──────── RECORDS FOR PROCESSING

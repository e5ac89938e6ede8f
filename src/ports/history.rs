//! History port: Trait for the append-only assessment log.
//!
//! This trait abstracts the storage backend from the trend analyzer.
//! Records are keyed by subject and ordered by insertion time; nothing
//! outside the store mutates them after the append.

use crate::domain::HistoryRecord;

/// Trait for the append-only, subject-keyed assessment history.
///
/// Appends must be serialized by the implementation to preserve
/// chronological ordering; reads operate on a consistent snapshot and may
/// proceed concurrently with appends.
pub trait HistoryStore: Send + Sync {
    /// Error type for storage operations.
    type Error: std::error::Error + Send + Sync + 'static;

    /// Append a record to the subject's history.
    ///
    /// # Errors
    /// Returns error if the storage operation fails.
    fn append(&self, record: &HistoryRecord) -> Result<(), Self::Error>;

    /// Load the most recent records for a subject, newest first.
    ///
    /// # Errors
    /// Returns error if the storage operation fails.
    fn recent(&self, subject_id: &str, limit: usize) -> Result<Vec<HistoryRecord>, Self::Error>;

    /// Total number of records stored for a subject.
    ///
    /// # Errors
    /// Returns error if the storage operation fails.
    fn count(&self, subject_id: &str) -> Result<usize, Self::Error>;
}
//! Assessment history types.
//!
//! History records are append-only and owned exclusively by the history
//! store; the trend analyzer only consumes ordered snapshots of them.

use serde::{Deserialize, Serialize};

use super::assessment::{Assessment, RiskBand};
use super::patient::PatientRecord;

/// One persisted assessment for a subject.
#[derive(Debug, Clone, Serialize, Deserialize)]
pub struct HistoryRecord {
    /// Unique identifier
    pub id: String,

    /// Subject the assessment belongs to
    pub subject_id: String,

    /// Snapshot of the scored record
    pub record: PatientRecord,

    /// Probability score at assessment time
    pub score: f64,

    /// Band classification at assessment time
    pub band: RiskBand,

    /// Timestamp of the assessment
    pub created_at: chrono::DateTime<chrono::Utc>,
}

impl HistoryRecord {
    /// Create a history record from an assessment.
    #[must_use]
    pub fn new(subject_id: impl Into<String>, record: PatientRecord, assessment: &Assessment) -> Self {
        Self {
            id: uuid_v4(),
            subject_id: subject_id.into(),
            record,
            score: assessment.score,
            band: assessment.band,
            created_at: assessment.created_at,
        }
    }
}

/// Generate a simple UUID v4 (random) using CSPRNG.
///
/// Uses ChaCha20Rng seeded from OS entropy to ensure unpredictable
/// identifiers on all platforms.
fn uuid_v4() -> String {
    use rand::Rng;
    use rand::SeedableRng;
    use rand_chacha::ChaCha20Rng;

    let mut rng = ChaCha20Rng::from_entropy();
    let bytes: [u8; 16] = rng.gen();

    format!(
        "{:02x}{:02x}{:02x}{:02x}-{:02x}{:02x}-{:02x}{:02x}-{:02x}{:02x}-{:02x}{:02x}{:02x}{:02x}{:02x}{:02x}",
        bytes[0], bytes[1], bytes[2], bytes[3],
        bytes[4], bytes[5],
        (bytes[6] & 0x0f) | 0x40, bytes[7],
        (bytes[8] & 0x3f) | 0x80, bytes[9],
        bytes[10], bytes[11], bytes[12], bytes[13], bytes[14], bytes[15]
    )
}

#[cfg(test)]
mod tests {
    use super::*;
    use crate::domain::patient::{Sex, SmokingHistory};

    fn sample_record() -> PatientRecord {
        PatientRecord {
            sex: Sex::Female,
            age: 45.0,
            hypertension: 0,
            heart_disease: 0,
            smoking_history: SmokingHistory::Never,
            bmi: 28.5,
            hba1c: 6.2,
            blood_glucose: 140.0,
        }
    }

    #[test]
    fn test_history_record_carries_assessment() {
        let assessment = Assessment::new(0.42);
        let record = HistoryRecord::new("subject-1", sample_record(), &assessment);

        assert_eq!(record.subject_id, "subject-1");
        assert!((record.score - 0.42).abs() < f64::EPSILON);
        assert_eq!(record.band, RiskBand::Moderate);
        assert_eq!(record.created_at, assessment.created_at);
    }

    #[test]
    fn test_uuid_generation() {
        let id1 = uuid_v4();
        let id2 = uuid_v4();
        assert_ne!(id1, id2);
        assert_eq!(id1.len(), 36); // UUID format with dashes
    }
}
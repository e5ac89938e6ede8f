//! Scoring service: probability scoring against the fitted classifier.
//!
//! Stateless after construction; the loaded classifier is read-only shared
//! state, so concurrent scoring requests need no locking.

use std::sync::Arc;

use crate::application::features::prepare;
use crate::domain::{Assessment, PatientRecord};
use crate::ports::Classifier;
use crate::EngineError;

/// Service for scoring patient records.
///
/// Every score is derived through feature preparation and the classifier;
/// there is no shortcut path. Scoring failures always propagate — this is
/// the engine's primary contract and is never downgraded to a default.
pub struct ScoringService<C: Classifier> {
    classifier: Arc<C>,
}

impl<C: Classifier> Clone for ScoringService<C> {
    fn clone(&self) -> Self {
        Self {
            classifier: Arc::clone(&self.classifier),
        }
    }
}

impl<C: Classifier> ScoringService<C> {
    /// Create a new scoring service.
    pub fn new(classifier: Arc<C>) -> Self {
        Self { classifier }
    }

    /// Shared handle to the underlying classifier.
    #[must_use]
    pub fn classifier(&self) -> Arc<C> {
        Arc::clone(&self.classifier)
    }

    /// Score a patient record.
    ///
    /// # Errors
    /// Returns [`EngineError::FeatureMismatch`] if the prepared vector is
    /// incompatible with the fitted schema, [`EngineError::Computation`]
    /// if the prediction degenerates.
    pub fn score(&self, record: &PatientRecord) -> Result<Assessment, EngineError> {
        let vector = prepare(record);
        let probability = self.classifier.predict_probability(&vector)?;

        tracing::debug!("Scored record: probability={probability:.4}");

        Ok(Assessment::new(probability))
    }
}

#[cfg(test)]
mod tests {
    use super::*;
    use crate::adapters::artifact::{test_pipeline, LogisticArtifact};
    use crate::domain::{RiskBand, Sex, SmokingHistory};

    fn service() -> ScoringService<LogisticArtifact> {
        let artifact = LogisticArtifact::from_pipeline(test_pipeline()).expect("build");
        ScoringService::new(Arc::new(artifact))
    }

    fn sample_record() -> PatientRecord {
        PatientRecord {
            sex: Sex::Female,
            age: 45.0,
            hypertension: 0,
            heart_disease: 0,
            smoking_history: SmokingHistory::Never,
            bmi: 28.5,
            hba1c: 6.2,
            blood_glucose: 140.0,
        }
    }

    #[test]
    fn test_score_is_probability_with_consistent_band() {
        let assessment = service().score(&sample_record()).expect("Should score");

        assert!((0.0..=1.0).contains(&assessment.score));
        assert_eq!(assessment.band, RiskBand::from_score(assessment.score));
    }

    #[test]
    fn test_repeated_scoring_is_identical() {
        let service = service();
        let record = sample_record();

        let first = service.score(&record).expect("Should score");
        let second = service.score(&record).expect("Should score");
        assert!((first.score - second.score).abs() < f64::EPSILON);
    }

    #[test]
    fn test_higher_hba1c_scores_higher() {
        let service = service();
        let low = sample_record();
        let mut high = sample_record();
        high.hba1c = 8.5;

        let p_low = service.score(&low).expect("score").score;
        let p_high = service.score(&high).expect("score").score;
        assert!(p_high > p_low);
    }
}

────────────────

→ **HOW TO COMPLETE THIS TASK**: Please print, exactly and with nothing else, the lines from the first line of the entries through the line containing "use crate::domain::HistoryRecord;".

→ **RESULT OF THE TASK**:
repository e5ac89938e6ede8f
filename src/ports/history.rs
//! History port: Trait for the append-only assessment log.
//!
//! This trait abstracts the storage backend from the trend analyzer.
//! Records are keyed by subject and ordered by insertion time; nothing
//! outside the store mutates them after the append.

use crate::domain::HistoryRecord;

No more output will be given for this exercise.